Statin treatment may increase the risk of diabetes; there is insufficient data on how statins affect glucose regulation and glycemic control and the effects of statins on liver enzymes related to carbohydrate metabolism have not been fully studied. Therefore, we aimed to compare the effects of the statin derivatives, pravastatin, and rosuvastatin, on carbohydrate metabolism in an experimental diabetic rat model. Female Wistar albino rats were used and diabetes was induced by intraperitoneal injection of streptozotocin. Thereafter, 10 and 20 mg kg day doses of both pravastatin and rosuvastatin were administered by oral gavage to the diabetic rats for 8 weeks. At the end of the experiment, body masses, the levels of fasting blood glucose, serum insulin, insulin resistance (HOMA-IR), liver glycogen, and liver enzymes related to carbohydrate metabolism were measured. Both doses of pravastatin significantly in creased the body mass in diabetic rats, however, rosuvastatin, especially at the dose of 20 mg kg day reduced the body mass signi ficantly. Pravastatin, especially at a dose of 20 mg kg day, caused significant increases in liver glycogen synthase and glucose 6-phosphate dehydrogenase levels but significant decreases in the levels of glycogen phosphorylase, lactate dehydrogenase, and glucose-6-phosphatase. Hence, pravastatin partially ameliorated the adverse changes in liver enzymes caused by diabetes and, especially at the dose of 20 mg kg day, reduced the fasting blood glucose level and increased the liver glycogen content. However, rosuvastatin, especially at the dose of 20 mg kg day, significantly reduced the liver glycogen synthase and pyruvate kinase levels, but increased the glycogen phosphorylase level in diabetic rats. Rosuvastatin, 20 mg kg day dose, caused significant decreases in the body mass and the liver glycogen content of diabetic rats. It can be concluded that pravastatin, especially at the dose of 20 mg kg day is more effective in ameliorating the negative effects of diabetes by modulating carbohydrate metabolism.

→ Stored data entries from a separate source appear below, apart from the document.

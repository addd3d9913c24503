//! The normalized email record model.

use chrono::{DateTime, Datelike, FixedOffset};
use contactlog_mime::{decode_header, parse_date, parse_sender};

use crate::filter::FilterVerdict;

/// Date field of a record.
///
/// Holds the raw text when no date grammar matched, so malformed records
/// surface the original value verbatim in the bad-format export.
#[derive(Debug, Clone, PartialEq, Eq)]
pub enum RecordDate {
    /// Successfully parsed date.
    Parsed(DateTime<FixedOffset>),
    /// Raw header text; no grammar matched.
    Raw(String),
}

/// One normalized message from the archive.
///
/// Built once per input message by [`EmailRecord::build`] and never mutated
/// afterwards; the filter outcome is attached by value via
/// [`EmailRecord::with_verdict`]. Construction never fails: decoding and
/// parsing failures degrade to a flagged, best-effort record.
#[derive(Debug, Clone)]
pub struct EmailRecord {
    /// Decoded subject (raw text when decoding failed).
    pub subject: String,
    /// Sender display name; falls back to the whole decoded `From:` value
    /// when address parsing failed.
    pub from_name: String,
    /// Sender address; empty when address parsing failed.
    pub from_email: String,
    /// Sender host, lowercased; empty when address parsing failed.
    pub from_host: String,
    /// Decoded recipient value; may list several addresses, kept unparsed.
    pub to: String,
    /// Parsed or raw date.
    pub date: RecordDate,
    /// Whether every header decoded and the sender address parsed.
    pub valid_headers: bool,
    /// Filter outcome, `Unknown` until classification.
    pub verdict: FilterVerdict,
    /// Original undecoded header text, kept only for invalid records.
    raw_headers: Option<String>,
}

impl EmailRecord {
    /// Builds a record from the raw envelope headers of one message.
    #[must_use]
    pub fn build(subject: &str, from: &str, to: &str, date: &str) -> Self {
        let (decoded_subject, subject_ok) = decode_header(subject);
        let (decoded_to, to_ok) = decode_header(to);
        let (decoded_from, from_ok) = decode_header(from);

        let mut valid_headers = subject_ok && to_ok && from_ok;

        let (from_name, from_email, from_host) = match parse_sender(&decoded_from) {
            Ok(sender) => (sender.display_name, sender.email, sender.host),
            Err(_) => {
                valid_headers = false;
                (decoded_from, String::new(), String::new())
            }
        };

        let record_date = parse_date(date)
            .map_or_else(|| RecordDate::Raw(date.to_string()), RecordDate::Parsed);

        let raw_headers =
            (!valid_headers).then(|| format!("From: {from} | To: {to} | Subject: {subject}"));

        Self {
            subject: decoded_subject,
            from_name,
            from_email,
            from_host,
            to: decoded_to,
            date: record_date,
            valid_headers,
            verdict: FilterVerdict::Unknown,
            raw_headers,
        }
    }

    /// Attaches a filter verdict, consuming the record.
    #[must_use]
    pub fn with_verdict(mut self, verdict: FilterVerdict) -> Self {
        self.verdict = verdict;
        self
    }

    /// Whether the date header matched a known grammar.
    #[must_use]
    pub const fn valid_date(&self) -> bool {
        matches!(self.date, RecordDate::Parsed(_))
    }

    /// The parsed date, when valid.
    #[must_use]
    pub const fn parsed_date(&self) -> Option<DateTime<FixedOffset>> {
        match &self.date {
            RecordDate::Parsed(date) => Some(*date),
            RecordDate::Raw(_) => None,
        }
    }

    /// The record's year; `None` when the date is invalid.
    #[must_use]
    pub fn year(&self) -> Option<i32> {
        self.parsed_date().map(|date| date.year())
    }

    /// The date formatted `M/D/YY` for export, when valid.
    #[must_use]
    pub fn us_date(&self) -> Option<String> {
        self.parsed_date()
            .map(|date| date.format("%-m/%-d/%y").to_string())
    }

    /// The raw date header text, when parsing failed.
    #[must_use]
    pub fn raw_date(&self) -> Option<&str> {
        match &self.date {
            RecordDate::Raw(raw) => Some(raw),
            RecordDate::Parsed(_) => None,
        }
    }

    /// The original undecoded header text, kept when `valid_headers` is
    /// false.
    #[must_use]
    pub fn header_blob(&self) -> Option<&str> {
        self.raw_headers.as_deref()
    }
}

#[cfg(test)]
#[allow(
    clippy::unwrap_used,
    clippy::redundant_clone,
    clippy::manual_string_new,
    clippy::similar_names
)]
mod tests {
    use super::*;

    #[test]
    fn test_build_well_formed() {
        let record = EmailRecord::build(
            "Hi",
            "Alice Adams <alice@Example.com>",
            "bob@x.com",
            "Mon, 2 Jan 2023 10:00:00 +0000",
        );

        assert!(record.valid_headers);
        assert!(record.valid_date());
        assert_eq!(record.subject, "Hi");
        assert_eq!(record.from_name, "Alice Adams");
        assert_eq!(record.from_email, "alice@Example.com");
        assert_eq!(record.from_host, "example.com");
        assert_eq!(record.to, "bob@x.com");
        assert_eq!(record.year(), Some(2023));
        assert_eq!(record.us_date().unwrap(), "1/2/23");
        assert_eq!(record.verdict, FilterVerdict::Unknown);
        assert!(record.header_blob().is_none());
    }

    #[test]
    fn test_build_encoded_subject() {
        let record = EmailRecord::build(
            "=?utf-8?B?SMOpbGxv?=",
            "alice@example.com",
            "bob@x.com",
            "Mon, 2 Jan 2023 10:00:00 +0000",
        );
        assert!(record.valid_headers);
        assert_eq!(record.subject, "Héllo");
    }

    #[test]
    fn test_invalid_date_keeps_raw_text() {
        let record = EmailRecord::build("Hi", "alice@example.com", "bob@x.com", "sometime soon");

        assert!(!record.valid_date());
        assert_eq!(record.raw_date(), Some("sometime soon"));
        assert_eq!(record.year(), None);
        assert!(record.us_date().is_none());
        // Header validity is independent of date validity
        assert!(record.valid_headers);
    }

    #[test]
    fn test_bad_subject_encoding_flags_headers() {
        let record = EmailRecord::build(
            "=?utf-8?B?####?=",
            "alice@example.com",
            "bob@x.com",
            "Mon, 2 Jan 2023 10:00:00 +0000",
        );

        assert!(!record.valid_headers);
        assert_eq!(record.subject, "=?utf-8?B?####?=");
        assert!(record.valid_date());
        assert!(record.header_blob().unwrap().contains("=?utf-8?B?####?="));
    }

    #[test]
    fn test_unparseable_sender_flags_headers() {
        let record = EmailRecord::build(
            "Hi",
            "undisclosed-recipients:;",
            "bob@x.com",
            "Mon, 2 Jan 2023 10:00:00 +0000",
        );

        assert!(!record.valid_headers);
        assert_eq!(record.from_name, "undisclosed-recipients:;");
        assert_eq!(record.from_email, "");
        assert_eq!(record.from_host, "");
    }

    #[test]
    fn test_with_verdict() {
        let record = EmailRecord::build(
            "Hi",
            "alice@example.com",
            "bob@x.com",
            "Mon, 2 Jan 2023 10:00:00 +0000",
        )
        .with_verdict(FilterVerdict::Passed);
        assert_eq!(record.verdict, FilterVerdict::Passed);
    }
}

他汀类药物治疗可能会增加患糖尿病的风险;目前关于他汀类药物如何影响葡萄糖调节和血糖控制的数据不足,他汀类药物对与碳水化合物代谢相关的肝酶的影响也尚未得到充分研究。因此,我们旨在比较他汀类药物衍生物普伐他汀和罗苏伐他汀在实验性糖尿病大鼠模型中对碳水化合物代谢的影响。使用雌性 Wistar 白化大鼠,通过腹腔注射链脲佐菌素诱导糖尿病。此后,将 10 和 20mg/kg 剂量的普伐他汀和罗苏伐他汀通过口服灌胃给予糖尿病大鼠,持续 8 周。在实验结束时,测量体重、空腹血糖、血清胰岛素、胰岛素抵抗(HOMA-IR)、肝糖原和与碳水化合物代谢相关的肝酶水平。两种剂量的普伐他汀均显著增加糖尿病大鼠的体重,而罗苏伐他汀,特别是 20mg/kg 剂量,显著降低体重。普伐他汀,特别是 20mg/kg 剂量,导致肝糖原合酶和葡萄糖 6-磷酸脱氢酶水平显著升高,但糖原磷酸化酶、乳酸脱氢酶和葡萄糖-6-磷酸酶水平显著降低。因此,普伐他汀部分改善了糖尿病引起的肝酶异常变化,特别是在 20mg/kg 剂量时,降低了空腹血糖水平并增加了肝糖原含量。然而,罗苏伐他汀,特别是在 20mg/kg 剂量时,显著降低了糖尿病大鼠的肝糖原合酶和丙酮酸激酶水平,但增加了糖原磷酸化酶水平。罗苏伐他汀,20mg/kg 剂量,导致糖尿病大鼠的体重和肝糖原含量显著下降。可以得出结论,普伐他汀,特别是 20mg/kg 剂量,通过调节碳水化合物代谢,更有效地改善糖尿病的负面影响。